Microbiology research in the Unit is led by Dr Sharon Peacock, who works with a dedicated team of Thai clinicians, scientists and technicians. Prominent among these are Lek (laboratory manager and expert on melioidosis and leptospirosis microbiology), Dr Wirongrong Chierakul (Kae - senior research clinician), Narisara Chantratita (immunologist), Piengchan Sonthayanon (molecular biology of leptospirosis), Dr Mongkol Vesaratchavest (molecular biology), and Dr Stuart Blacksell (rickettsial culture and serology).

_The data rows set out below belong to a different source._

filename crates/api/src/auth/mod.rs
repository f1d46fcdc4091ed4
//! Authentication primitives.
//!
//! - [`password`] -- Argon2id password hashing and verification.
//! - [`jwt`] -- JWT access-token generation, validation, and refresh-token helpers.

pub mod jwt;
pub mod password;
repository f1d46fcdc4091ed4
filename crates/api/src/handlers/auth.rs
//! Handlers for the `/auth` resource (register, login, refresh, logout).

use axum::extract::State;
use axum::http::StatusCode;
use axum::Json;
use carousel_core::error::CoreError;
use chrono::Utc;
use carousel_db::models::session::CreateSession;
use carousel_db::models::user::{CreateUser, User, UserResponse};
use carousel_db::repositories::{SessionRepo, UserRepo};
use serde::{Deserialize, Serialize};

use crate::auth::jwt::{generate_access_token, generate_refresh_token, hash_refresh_token};
use crate::auth::password::{hash_password, validate_password_strength, verify_password};
use crate::error::{AppError, AppResult};
use crate::middleware::auth::AuthUser;
use crate::state::AppState;

/// Consecutive failed logins before the account is locked.
const MAX_FAILED_ATTEMPTS: i32 = 5;

const LOCK_DURATION_MINS: i64 = 15;

// ---------------------------------------------------------------------------
// Request / response types
// ---------------------------------------------------------------------------

#[derive(Debug, Deserialize)]
pub struct RegisterRequest {
    pub username: String,
    pub email: String,
    pub password: String,
}

#[derive(Debug, Deserialize)]
pub struct LoginRequest {
    pub username: String,
    pub password: String,
}

#[derive(Debug, Deserialize)]
pub struct RefreshRequest {
    pub refresh_token: String,
}

/// Token pair returned by register, login and refresh.
#[derive(Debug, Serialize)]
pub struct AuthResponse {
    pub access_token: String,
    pub refresh_token: String,
    /// Access token lifetime in seconds.
    pub expires_in: i64,
    pub user: UserResponse,
}

// ---------------------------------------------------------------------------
// Handlers
// ---------------------------------------------------------------------------

/// POST /api/v1/auth/register
///
/// A taken username or email surfaces as 409 through the `uq_users_*`
/// constraints.
pub async fn register(
    State(state): State<AppState>,
    Json(input): Json<RegisterRequest>,
) -> AppResult<(StatusCode, Json<AuthResponse>)> {
    let username = input.username.trim();
    if username.is_empty() {
        return Err(AppError::BadRequest("Username must not be empty".into()));
    }
    let email = input.email.trim();
    if !email.contains('@') {
        return Err(AppError::BadRequest("Email address is invalid".into()));
    }
    validate_password_strength(&input.password)
        .map_err(|msg| AppError::Core(CoreError::Validation(msg)))?;

    let password_hash = hash_password(&input.password)
        .map_err(|e| AppError::InternalError(format!("Password hashing error: {e}")))?;

    let user = UserRepo::create(
        &state.pool,
        &CreateUser {
            username: username.to_string(),
            email: email.to_string(),
            password_hash,
        },
    )
    .await?;
    tracing::info!(user_id = user.id, "Registered user");

    let response = create_auth_response(&state, &user).await?;
    Ok((StatusCode::CREATED, Json(response)))
}

/// POST /api/v1/auth/login
pub async fn login(
    State(state): State<AppState>,
    Json(input): Json<LoginRequest>,
) -> AppResult<Json<AuthResponse>> {
    let user = UserRepo::find_by_username(&state.pool, &input.username)
        .await?
        .ok_or_else(invalid_credentials)?;

    if !user.is_active {
        return Err(AppError::Core(CoreError::Forbidden(
            "Account is deactivated".into(),
        )));
    }

    if user.locked_until.is_some_and(|until| until > Utc::now()) {
        return Err(AppError::Core(CoreError::Forbidden(
            "Account is temporarily locked. Try again later.".into(),
        )));
    }

    let password_valid = verify_password(&input.password, &user.password_hash)
        .map_err(|e| AppError::InternalError(format!("Password verification error: {e}")))?;

    if !password_valid {
        UserRepo::increment_failed_login(&state.pool, user.id).await?;
        if user.failed_login_count + 1 >= MAX_FAILED_ATTEMPTS {
            let until = Utc::now() + chrono::Duration::minutes(LOCK_DURATION_MINS);
            UserRepo::lock_account(&state.pool, user.id, until).await?;
            tracing::warn!(user_id = user.id, "Account locked after repeated failed logins");
        }
        return Err(invalid_credentials());
    }

    UserRepo::record_successful_login(&state.pool, user.id).await?;

    Ok(Json(create_auth_response(&state, &user).await?))
}

/// POST /api/v1/auth/refresh
///
/// Rotates the refresh token: the presented session is revoked and a new
/// one issued.
pub async fn refresh(
    State(state): State<AppState>,
    Json(input): Json<RefreshRequest>,
) -> AppResult<Json<AuthResponse>> {
    let token_hash = hash_refresh_token(&input.refresh_token);

    let session = SessionRepo::find_active_by_hash(&state.pool, &token_hash)
        .await?
        .ok_or_else(|| {
            AppError::Core(CoreError::Unauthorized(
                "Invalid or expired refresh token".into(),
            ))
        })?;

    SessionRepo::revoke(&state.pool, session.id).await?;

    let user = UserRepo::find_by_id(&state.pool, session.user_id)
        .await?
        .ok_or_else(|| AppError::Core(CoreError::Unauthorized("User no longer exists".into())))?;

    if !user.is_active {
        return Err(AppError::Core(CoreError::Forbidden(
            "Account is deactivated".into(),
        )));
    }

    Ok(Json(create_auth_response(&state, &user).await?))
}

/// POST /api/v1/auth/logout
///
/// Revokes every session of the caller.
pub async fn logout(State(state): State<AppState>, auth: AuthUser) -> AppResult<StatusCode> {
    let revoked = SessionRepo::revoke_all_for_user(&state.pool, auth.user_id).await?;
    tracing::debug!(user_id = auth.user_id, revoked, "Logged out");
    Ok(StatusCode::NO_CONTENT)
}

// ---------------------------------------------------------------------------
// Helpers
// ---------------------------------------------------------------------------

fn invalid_credentials() -> AppError {
    AppError::Core(CoreError::Unauthorized(
        "Invalid username or password".into(),
    ))
}

/// Issue an access token, persist a refresh session and build the response.
async fn create_auth_response(state: &AppState, user: &User) -> AppResult<AuthResponse> {
    let jwt = &state.config.jwt;
    let access_token = generate_access_token(user.id, jwt)
        .map_err(|e| AppError::InternalError(format!("Token generation error: {e}")))?;

    let (refresh_token, refresh_token_hash) = generate_refresh_token();
    SessionRepo::create(
        &state.pool,
        &CreateSession {
            user_id: user.id,
            refresh_token_hash,
            expires_at: Utc::now() + chrono::Duration::days(jwt.refresh_token_expiry_days),
        },
    )
    .await?;

    Ok(AuthResponse {
        access_token,
        refresh_token,
        expires_in: jwt.access_token_expiry_secs(),
        user: UserResponse::from(user),
    })
}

Although the Bangkok Unit laboratories provide a scientific and logistical base for microbiology, most of the clinical and diagnostic research takes place in the up-country field sites. At the long-established Ubon Ratchathani site we study melioidosis and cryptococcal meningitis; at Udon Thani Hospital we study leptospirosis and scrub typhus, and plan in the future to recruit to studies the large number of melioidosis and cryptococcal meningitis patients admitted there; and in Mae Sod we provide microbiological support for SMRU, currently for a study of fever in pregnancy and hopefully in the future for the pneumococcal vaccine trial. We also provide microbiological support for the Laos Project, and for the Angkor Children’s Hospital in Siem Riep, Cambodia.

We are in the process of setting up and becoming a part of the new Thailand Melioidosis Clinical Trials Group. This collaboration, based in Khon Kaen University, aims to coordinate large multi-centre trials into the treatment of melioidosis.